//! Navigation helpers over a built category forest.

use serde::{Deserialize, Serialize};

use super::category::CategoryNode;

/// Deepest tree the exports will serialize. Serialization recurses once per
/// level, and real navigation trees stay far below this.
pub const MAX_SERIALIZED_DEPTH: usize = 256;

/// The roots of a category tree, plus lookups used by navigation.
///
/// Serializes as the bare array of roots, which is the export format.
#[derive(Debug, Clone, Default, PartialEq, Eq, Serialize, Deserialize)]
#[serde(transparent)]
pub struct CategoryForest {
    roots: Vec<CategoryNode>,
}

impl CategoryForest {
    /// Wrap already built roots.
    #[must_use]
    pub const fn new(roots: Vec<CategoryNode>) -> Self {
        Self { roots }
    }

    /// The top-level categories.
    #[must_use]
    pub fn roots(&self) -> &[CategoryNode] {
        &self.roots
    }

    /// Consume the forest and return its roots.
    #[must_use]
    pub fn into_roots(self) -> Vec<CategoryNode> {
        self.roots
    }

    #[must_use]
    pub fn is_empty(&self) -> bool {
        self.roots.is_empty()
    }

    /// Total number of nodes at every depth.
    #[must_use]
    pub fn node_count(&self) -> usize {
        self.depth_first().count()
    }

    /// Number of levels; 0 for an empty forest.
    #[must_use]
    pub fn depth(&self) -> usize {
        let mut stack: Vec<(&CategoryNode, usize)> =
            self.roots.iter().map(|node| (node, 1)).collect();
        let mut deepest = 0;

        while let Some((node, depth)) = stack.pop() {
            deepest = deepest.max(depth);
            stack.extend(node.children.iter().map(|child| (child, depth + 1)));
        }

        deepest
    }

    /// Pre-order traversal, roots and children in stored order.
    #[must_use]
    pub fn depth_first(&self) -> DepthFirst<'_> {
        DepthFirst {
            stack: self.roots.iter().rev().collect(),
        }
    }

    /// Find a node by id.
    #[must_use]
    pub fn find(&self, id: &str) -> Option<&CategoryNode> {
        self.depth_first().find(|node| node.id.as_str() == id)
    }

    /// Find a node by slug.
    #[must_use]
    pub fn find_by_slug(&self, slug: &str) -> Option<&CategoryNode> {
        self.depth_first().find(|node| node.slug == slug)
    }

    /// The path from a root down to the node with `id`, inclusive.
    #[must_use]
    pub fn breadcrumbs(&self, id: &str) -> Option<Vec<&CategoryNode>> {
        self.path_to(|node| node.id.as_str() == id)
    }

    /// The path from a root down to the node with `slug`, inclusive.
    ///
    /// Matches on the slug itself, so it ends at the right node even when
    /// the catalog repeats an id.
    #[must_use]
    pub fn breadcrumbs_by_slug(&self, slug: &str) -> Option<Vec<&CategoryNode>> {
        self.path_to(|node| node.slug == slug)
    }

    /// Pre-order search returning the path to the first matching node.
    fn path_to(&self, matches: impl Fn(&CategoryNode) -> bool) -> Option<Vec<&CategoryNode>> {
        let mut stack: Vec<(&CategoryNode, usize)> =
            self.roots.iter().rev().map(|node| (node, 0)).collect();
        let mut path: Vec<&CategoryNode> = Vec::new();

        while let Some((node, depth)) = stack.pop() {
            path.truncate(depth);
            path.push(node);
            if matches(node) {
                return Some(path);
            }
            stack.extend(node.children.iter().rev().map(|child| (child, depth + 1)));
        }

        None
    }
}

impl From<Vec<CategoryNode>> for CategoryForest {
    fn from(roots: Vec<CategoryNode>) -> Self {
        Self::new(roots)
    }
}

/// Iterator returned by [`CategoryForest::depth_first`].
#[derive(Debug)]
pub struct DepthFirst<'a> {
    stack: Vec<&'a CategoryNode>,
}

impl<'a> Iterator for DepthFirst<'a> {
    type Item = &'a CategoryNode;

    fn next(&mut self) -> Option<Self::Item> {
        let node = self.stack.pop()?;
        self.stack.extend(node.children.iter().rev());
        Some(node)
    }
}

#[cfg(test)]
#[allow(clippy::unwrap_used)]
mod tests {
    use super::*;
    use crate::catalog::{CategoryRecord, build_category_tree};
    use crate::types::CategoryId;

    fn forest() -> CategoryForest {
        let records = vec![
            CategoryRecord::new("1", "elektronik", "Elektronik", None),
            CategoryRecord::new("2", "telefon", "Telefon", Some(CategoryId::new("1"))),
            CategoryRecord::new("3", "kilif", "Kılıf", Some(CategoryId::new("2"))),
            CategoryRecord::new("4", "ev", "Ev", None),
        ];
        CategoryForest::new(build_category_tree(&records))
    }

    #[test]
    fn test_depth_first_is_pre_order() {
        let forest = forest();
        let order: Vec<&str> = forest.depth_first().map(|n| n.id.as_str()).collect();
        assert_eq!(order, vec!["1", "2", "3", "4"]);
        assert_eq!(forest.node_count(), 4);
    }

    #[test]
    fn test_depth() {
        assert_eq!(forest().depth(), 3);
        assert_eq!(CategoryForest::default().depth(), 0);
    }

    #[test]
    fn test_find() {
        let forest = forest();
        assert_eq!(forest.find("3").unwrap().slug, "kilif");
        assert_eq!(forest.find_by_slug("ev").unwrap().id.as_str(), "4");
        assert!(forest.find("99").is_none());
    }

    #[test]
    fn test_breadcrumbs() {
        let forest = forest();
        let path: Vec<&str> = forest
            .breadcrumbs("3")
            .unwrap()
            .into_iter()
            .map(|n| n.slug.as_str())
            .collect();
        assert_eq!(path, vec!["elektronik", "telefon", "kilif"]);

        let path = forest.breadcrumbs("4").unwrap();
        assert_eq!(path.len(), 1);
    }

    #[test]
    fn test_breadcrumbs_by_slug_with_repeated_id() {
        let records = vec![
            CategoryRecord::new("x", "ilk", "İlk", None),
            CategoryRecord::new("x", "ikinci", "İkinci", Some(CategoryId::new("p"))),
            CategoryRecord::new("p", "ust", "Üst", None),
        ];
        let forest = CategoryForest::new(build_category_tree(&records));

        let path: Vec<&str> = forest
            .breadcrumbs_by_slug("ikinci")
            .unwrap()
            .into_iter()
            .map(|n| n.slug.as_str())
            .collect();
        assert_eq!(path, vec!["ust", "ikinci"]);

        // Looking up by id stops at the first "x" in pre-order
        assert_eq!(forest.breadcrumbs("x").unwrap().len(), 1);
        assert!(forest.breadcrumbs_by_slug("yok").is_none());
    }

    #[test]
    fn test_serializes_as_array() {
        let json = serde_json::to_string(&CategoryForest::default()).unwrap();
        assert_eq!(json, "[]");
    }
}
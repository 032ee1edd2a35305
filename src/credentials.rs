//! Storage for the master reclaim token.
//!
//! The token lives for as long as one client instance does. It is presented
//! on every handshake so a master that briefly drops can reclaim its role.

use std::sync::{Arc, Mutex, PoisonError};

use crate::protocol::MasterToken;

/// Scoped store for a single opaque [`MasterToken`].
pub trait CredentialStore: Send + 'static {
    /// The stored token, if any.
    fn get(&self) -> Option<MasterToken>;

    /// Replace the stored token.
    fn set(&mut self, token: MasterToken);

    /// Forget the stored token.
    fn clear(&mut self);
}

/// In-memory [`CredentialStore`].
///
/// Clones share the same slot, so a caller can keep a clone to observe what
/// the session stored.
#[derive(Debug, Clone, Default)]
pub struct MemoryCredentialStore {
    slot: Arc<Mutex<Option<MasterToken>>>,
}

impl MemoryCredentialStore {
    pub fn new() -> Self {
        Self::default()
    }

    /// A store pre-seeded with `token`.
    pub fn with_token(token: impl Into<MasterToken>) -> Self {
        Self {
            slot: Arc::new(Mutex::new(Some(token.into()))),
        }
    }
}

impl CredentialStore for MemoryCredentialStore {
    fn get(&self) -> Option<MasterToken> {
        self.slot
            .lock()
            .unwrap_or_else(PoisonError::into_inner)
            .clone()
    }

    fn set(&mut self, token: MasterToken) {
        *self.slot.lock().unwrap_or_else(PoisonError::into_inner) = Some(token);
    }

    fn clear(&mut self) {
        *self.slot.lock().unwrap_or_else(PoisonError::into_inner) = None;
    }
}

#[cfg(test)]
#[allow(clippy::unwrap_used, clippy::expect_used)]
mod tests {
    use super::*;

    #[test]
    fn set_get_clear() {
        let mut store = MemoryCredentialStore::new();
        assert!(store.get().is_none());
        store.set("T1".into());
        assert_eq!(store.get().as_deref(), Some("T1"));
        store.clear();
        assert!(store.get().is_none());
    }

    #[test]
    fn clones_share_the_slot() {
        let mut store = MemoryCredentialStore::with_token("T1");
        let observer = store.clone();
        store.set("T2".into());
        assert_eq!(observer.get().as_deref(), Some("T2"));
    }
}
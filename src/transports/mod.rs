//! Concrete [`Transport`](crate::Transport) and [`Connector`](crate::Connector)
//! implementations, each behind a Cargo feature.
//!
//! | Feature                | Types                                           |
//! |------------------------|-------------------------------------------------|
//! | `transport-websocket`  | [`WebSocketTransport`], [`WebSocketConnector`]  |

#[cfg(feature = "transport-websocket")]
pub mod websocket;

#[cfg(feature = "transport-websocket")]
pub use websocket::{WebSocketConnector, WebSocketTransport};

▸ **Exercise goal**:
Find every line of the data that includes the string "Option". Copy each of those lines.

▸ **Solved problem**:
    pub fn find(&self, id: &str) -> Option<&CategoryNode> {
    pub fn find_by_slug(&self, slug: &str) -> Option<&CategoryNode> {
    pub fn breadcrumbs(&self, id: &str) -> Option<Vec<&CategoryNode>> {
    pub fn breadcrumbs_by_slug(&self, slug: &str) -> Option<Vec<&CategoryNode>> {
    fn path_to(&self, matches: impl Fn(&CategoryNode) -> bool) -> Option<Vec<&CategoryNode>> {
    fn next(&mut self) -> Option<Self::Item> {
    fn get(&self) -> Option<MasterToken>;
    slot: Arc<Mutex<Option<MasterToken>>>,
    fn get(&self) -> Option<MasterToken> {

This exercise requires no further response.